-- INPUT DATA follows --

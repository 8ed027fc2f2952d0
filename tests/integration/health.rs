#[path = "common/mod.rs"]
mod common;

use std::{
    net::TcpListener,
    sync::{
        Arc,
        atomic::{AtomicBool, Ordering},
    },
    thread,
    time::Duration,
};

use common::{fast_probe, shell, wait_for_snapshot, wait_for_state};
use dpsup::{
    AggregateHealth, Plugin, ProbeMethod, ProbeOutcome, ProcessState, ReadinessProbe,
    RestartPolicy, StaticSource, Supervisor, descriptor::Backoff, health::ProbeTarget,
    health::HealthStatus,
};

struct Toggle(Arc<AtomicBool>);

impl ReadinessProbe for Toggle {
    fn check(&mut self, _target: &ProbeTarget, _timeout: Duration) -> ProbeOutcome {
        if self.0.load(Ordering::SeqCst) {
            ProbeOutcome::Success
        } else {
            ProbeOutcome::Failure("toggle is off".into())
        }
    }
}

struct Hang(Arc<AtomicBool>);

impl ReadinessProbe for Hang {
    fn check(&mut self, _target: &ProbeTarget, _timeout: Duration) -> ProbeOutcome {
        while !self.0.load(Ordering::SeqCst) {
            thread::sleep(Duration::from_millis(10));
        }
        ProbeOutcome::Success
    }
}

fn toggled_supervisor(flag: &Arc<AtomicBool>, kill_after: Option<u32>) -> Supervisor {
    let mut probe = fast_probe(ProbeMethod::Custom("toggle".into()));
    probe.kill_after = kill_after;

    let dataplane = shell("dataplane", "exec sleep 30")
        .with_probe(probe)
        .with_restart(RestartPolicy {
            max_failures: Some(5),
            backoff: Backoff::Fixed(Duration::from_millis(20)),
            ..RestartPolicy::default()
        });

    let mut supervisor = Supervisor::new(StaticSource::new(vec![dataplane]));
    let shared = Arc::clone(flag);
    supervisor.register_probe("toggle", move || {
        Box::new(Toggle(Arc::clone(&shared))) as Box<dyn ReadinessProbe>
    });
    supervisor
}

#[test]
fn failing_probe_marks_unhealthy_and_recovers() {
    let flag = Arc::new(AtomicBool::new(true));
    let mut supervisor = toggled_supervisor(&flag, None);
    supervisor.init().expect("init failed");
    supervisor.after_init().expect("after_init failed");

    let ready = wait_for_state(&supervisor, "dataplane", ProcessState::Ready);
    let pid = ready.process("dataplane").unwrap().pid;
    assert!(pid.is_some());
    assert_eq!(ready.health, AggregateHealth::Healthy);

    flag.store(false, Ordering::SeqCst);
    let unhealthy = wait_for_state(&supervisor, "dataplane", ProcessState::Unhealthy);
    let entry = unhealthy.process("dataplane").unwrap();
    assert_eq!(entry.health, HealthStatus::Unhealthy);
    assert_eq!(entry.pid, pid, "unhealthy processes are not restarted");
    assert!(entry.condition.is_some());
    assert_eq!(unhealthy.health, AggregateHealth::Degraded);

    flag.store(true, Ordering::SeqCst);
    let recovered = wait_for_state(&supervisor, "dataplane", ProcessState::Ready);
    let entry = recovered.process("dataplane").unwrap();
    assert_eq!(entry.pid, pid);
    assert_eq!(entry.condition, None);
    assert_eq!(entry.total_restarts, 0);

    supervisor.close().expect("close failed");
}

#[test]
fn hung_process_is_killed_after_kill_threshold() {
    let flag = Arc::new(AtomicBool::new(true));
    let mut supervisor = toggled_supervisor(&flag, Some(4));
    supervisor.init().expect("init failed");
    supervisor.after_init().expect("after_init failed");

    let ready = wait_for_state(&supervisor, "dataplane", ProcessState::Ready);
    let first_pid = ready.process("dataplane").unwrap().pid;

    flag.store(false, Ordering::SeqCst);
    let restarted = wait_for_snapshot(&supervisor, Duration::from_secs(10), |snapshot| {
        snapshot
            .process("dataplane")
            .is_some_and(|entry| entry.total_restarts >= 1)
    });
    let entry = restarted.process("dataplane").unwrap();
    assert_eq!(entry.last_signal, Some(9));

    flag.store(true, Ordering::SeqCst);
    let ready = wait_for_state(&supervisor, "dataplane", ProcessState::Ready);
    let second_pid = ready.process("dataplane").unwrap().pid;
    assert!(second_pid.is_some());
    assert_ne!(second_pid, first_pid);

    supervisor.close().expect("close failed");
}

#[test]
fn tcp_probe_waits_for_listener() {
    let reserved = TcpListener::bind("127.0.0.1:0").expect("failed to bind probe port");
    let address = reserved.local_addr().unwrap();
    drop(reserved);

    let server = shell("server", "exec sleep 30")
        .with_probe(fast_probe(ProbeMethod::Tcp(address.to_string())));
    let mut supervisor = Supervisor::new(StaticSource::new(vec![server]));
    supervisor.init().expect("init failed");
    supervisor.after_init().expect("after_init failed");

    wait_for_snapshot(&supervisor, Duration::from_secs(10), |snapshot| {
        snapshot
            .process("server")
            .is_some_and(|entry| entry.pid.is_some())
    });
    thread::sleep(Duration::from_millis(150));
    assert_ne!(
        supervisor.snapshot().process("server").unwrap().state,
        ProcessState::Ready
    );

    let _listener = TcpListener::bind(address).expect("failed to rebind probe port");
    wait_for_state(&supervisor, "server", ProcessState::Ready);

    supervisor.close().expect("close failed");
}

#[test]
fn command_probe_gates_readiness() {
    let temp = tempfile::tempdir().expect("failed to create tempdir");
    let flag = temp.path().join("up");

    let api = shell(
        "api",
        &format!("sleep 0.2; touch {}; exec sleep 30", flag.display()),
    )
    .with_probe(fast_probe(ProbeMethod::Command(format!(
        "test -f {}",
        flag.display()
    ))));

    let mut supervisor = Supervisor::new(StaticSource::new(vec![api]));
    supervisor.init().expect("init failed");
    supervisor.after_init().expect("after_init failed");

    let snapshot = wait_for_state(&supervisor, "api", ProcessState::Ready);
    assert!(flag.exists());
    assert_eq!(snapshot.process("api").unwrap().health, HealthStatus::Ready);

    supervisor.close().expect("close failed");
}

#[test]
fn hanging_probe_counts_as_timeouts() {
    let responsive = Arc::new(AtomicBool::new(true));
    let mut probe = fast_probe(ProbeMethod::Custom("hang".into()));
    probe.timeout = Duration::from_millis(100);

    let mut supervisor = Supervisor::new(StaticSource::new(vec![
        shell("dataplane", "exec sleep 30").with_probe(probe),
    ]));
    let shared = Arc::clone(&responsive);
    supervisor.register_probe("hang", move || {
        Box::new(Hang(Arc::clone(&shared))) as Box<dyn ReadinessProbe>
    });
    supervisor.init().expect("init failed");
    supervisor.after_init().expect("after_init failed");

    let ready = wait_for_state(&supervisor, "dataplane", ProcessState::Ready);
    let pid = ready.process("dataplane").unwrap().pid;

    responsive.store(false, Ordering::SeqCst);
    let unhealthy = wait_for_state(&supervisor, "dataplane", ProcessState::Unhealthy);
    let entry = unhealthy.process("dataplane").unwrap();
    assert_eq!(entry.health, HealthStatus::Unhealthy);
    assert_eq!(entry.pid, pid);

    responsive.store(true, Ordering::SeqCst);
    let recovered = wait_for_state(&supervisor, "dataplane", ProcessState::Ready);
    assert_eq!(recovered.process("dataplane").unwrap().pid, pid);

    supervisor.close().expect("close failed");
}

-- INPUT DATA concluded --

# [ASSIGNED TASK]
From the records above, extract every entry exactly as given.

# [RESULT OF THIS EXERCISE]
repository 8ed027fc2f2952d0
filename tests/integration/health.rs
#[path = "common/mod.rs"]
mod common;

use std::{
    net::TcpListener,
    sync::{
        Arc,
        atomic::{AtomicBool, Ordering},
    },
    thread,
    time::Duration,
};

use common::{fast_probe, shell, wait_for_snapshot, wait_for_state};
use dpsup::{
    AggregateHealth, Plugin, ProbeMethod, ProbeOutcome, ProcessState, ReadinessProbe,
    RestartPolicy, StaticSource, Supervisor, descriptor::Backoff, health::ProbeTarget,
    health::HealthStatus,
};

struct Toggle(Arc<AtomicBool>);

impl ReadinessProbe for Toggle {
    fn check(&mut self, _target: &ProbeTarget, _timeout: Duration) -> ProbeOutcome {
        if self.0.load(Ordering::SeqCst) {
            ProbeOutcome::Success
        } else {
            ProbeOutcome::Failure("toggle is off".into())
        }
    }
}

struct Hang(Arc<AtomicBool>);

impl ReadinessProbe for Hang {
    fn check(&mut self, _target: &ProbeTarget, _timeout: Duration) -> ProbeOutcome {
        while !self.0.load(Ordering::SeqCst) {
            thread::sleep(Duration::from_millis(10));
        }
        ProbeOutcome::Success
    }
}

fn toggled_supervisor(flag: &Arc<AtomicBool>, kill_after: Option<u32>) -> Supervisor {
    let mut probe = fast_probe(ProbeMethod::Custom("toggle".into()));
    probe.kill_after = kill_after;

    let dataplane = shell("dataplane", "exec sleep 30")
        .with_probe(probe)
        .with_restart(RestartPolicy {
            max_failures: Some(5),
            backoff: Backoff::Fixed(Duration::from_millis(20)),
            ..RestartPolicy::default()
        });

    let mut supervisor = Supervisor::new(StaticSource::new(vec![dataplane]));
    let shared = Arc::clone(flag);
    supervisor.register_probe("toggle", move || {
        Box::new(Toggle(Arc::clone(&shared))) as Box<dyn ReadinessProbe>
    });
    supervisor
}

#[test]
fn failing_probe_marks_unhealthy_and_recovers() {
    let flag = Arc::new(AtomicBool::new(true));
    let mut supervisor = toggled_supervisor(&flag, None);
    supervisor.init().expect("init failed");
    supervisor.after_init().expect("after_init failed");

    let ready = wait_for_state(&supervisor, "dataplane", ProcessState::Ready);
    let pid = ready.process("dataplane").unwrap().pid;
    assert!(pid.is_some());
    assert_eq!(ready.health, AggregateHealth::Healthy);

    flag.store(false, Ordering::SeqCst);
    let unhealthy = wait_for_state(&supervisor, "dataplane", ProcessState::Unhealthy);
    let entry = unhealthy.process("dataplane").unwrap();
    assert_eq!(entry.health, HealthStatus::Unhealthy);
    assert_eq!(entry.pid, pid, "unhealthy processes are not restarted");
    assert!(entry.condition.is_some());
    assert_eq!(unhealthy.health, AggregateHealth::Degraded);

    flag.store(true, Ordering::SeqCst);
    let recovered = wait_for_state(&supervisor, "dataplane", ProcessState::Ready);
    let entry = recovered.process("dataplane").unwrap();
    assert_eq!(entry.pid, pid);
    assert_eq!(entry.condition, None);
    assert_eq!(entry.total_restarts, 0);

    supervisor.close().expect("close failed");
}

#[test]
fn hung_process_is_killed_after_kill_threshold() {
    let flag = Arc::new(AtomicBool::new(true));
    let mut supervisor = toggled_supervisor(&flag, Some(4));
    supervisor.init().expect("init failed");
    supervisor.after_init().expect("after_init failed");

    let ready = wait_for_state(&supervisor, "dataplane", ProcessState::Ready);
    let first_pid = ready.process("dataplane").unwrap().pid;

    flag.store(false, Ordering::SeqCst);
    let restarted = wait_for_snapshot(&supervisor, Duration::from_secs(10), |snapshot| {
        snapshot
            .process("dataplane")
            .is_some_and(|entry| entry.total_restarts >= 1)
    });
    let entry = restarted.process("dataplane").unwrap();
    assert_eq!(entry.last_signal, Some(9));

    flag.store(true, Ordering::SeqCst);
    let ready = wait_for_state(&supervisor, "dataplane", ProcessState::Ready);
    let second_pid = ready.process("dataplane").unwrap().pid;
    assert!(second_pid.is_some());
    assert_ne!(second_pid, first_pid);

    supervisor.close().expect("close failed");
}

#[test]
fn tcp_probe_waits_for_listener() {
    let reserved = TcpListener::bind("127.0.0.1:0").expect("failed to bind probe port");
    let address = reserved.local_addr().unwrap();
    drop(reserved);

    let server = shell("server", "exec sleep 30")
        .with_probe(fast_probe(ProbeMethod::Tcp(address.to_string())));
    let mut supervisor = Supervisor::new(StaticSource::new(vec![server]));
    supervisor.init().expect("init failed");
    supervisor.after_init().expect("after_init failed");

    wait_for_snapshot(&supervisor, Duration::from_secs(10), |snapshot| {
        snapshot
            .process("server")
            .is_some_and(|entry| entry.pid.is_some())
    });
    thread::sleep(Duration::from_millis(150));
    assert_ne!(
        supervisor.snapshot().process("server").unwrap().state,
        ProcessState::Ready
    );

    let _listener = TcpListener::bind(address).expect("failed to rebind probe port");
    wait_for_state(&supervisor, "server", ProcessState::Ready);

    supervisor.close().expect("close failed");
}

#[test]
fn command_probe_gates_readiness() {
    let temp = tempfile::tempdir().expect("failed to create tempdir");
    let flag = temp.path().join("up");

    let api = shell(
        "api",
        &format!("sleep 0.2; touch {}; exec sleep 30", flag.display()),
    )
    .with_probe(fast_probe(ProbeMethod::Command(format!(
        "test -f {}",
        flag.display()
    ))));

    let mut supervisor = Supervisor::new(StaticSource::new(vec![api]));
    supervisor.init().expect("init failed");
    supervisor.after_init().expect("after_init failed");

    let snapshot = wait_for_state(&supervisor, "api", ProcessState::Ready);
    assert!(flag.exists());
    assert_eq!(snapshot.process("api").unwrap().health, HealthStatus::Ready);

    supervisor.close().expect("close failed");
}

#[test]
fn hanging_probe_counts_as_timeouts() {
    let responsive = Arc::new(AtomicBool::new(true));
    let mut probe = fast_probe(ProbeMethod::Custom("hang".into()));
    probe.timeout = Duration::from_millis(100);

    let mut supervisor = Supervisor::new(StaticSource::new(vec![
        shell("dataplane", "exec sleep 30").with_probe(probe),
    ]));
    let shared = Arc::clone(&responsive);
    supervisor.register_probe("hang", move || {
        Box::new(Hang(Arc::clone(&shared))) as Box<dyn ReadinessProbe>
    });
    supervisor.init().expect("init failed");
    supervisor.after_init().expect("after_init failed");

    let ready = wait_for_state(&supervisor, "dataplane", ProcessState::Ready);
    let pid = ready.process("dataplane").unwrap().pid;

    responsive.store(false, Ordering::SeqCst);
    let unhealthy = wait_for_state(&supervisor, "dataplane", ProcessState::Unhealthy);
    let entry = unhealthy.process("dataplane").unwrap();
    assert_eq!(entry.health, HealthStatus::Unhealthy);
    assert_eq!(entry.pid, pid);

    responsive.store(true, Ordering::SeqCst);
    let recovered = wait_for_state(&supervisor, "dataplane", ProcessState::Ready);
    assert_eq!(recovered.process("dataplane").unwrap().pid, pid);

    supervisor.close().expect("close failed");
}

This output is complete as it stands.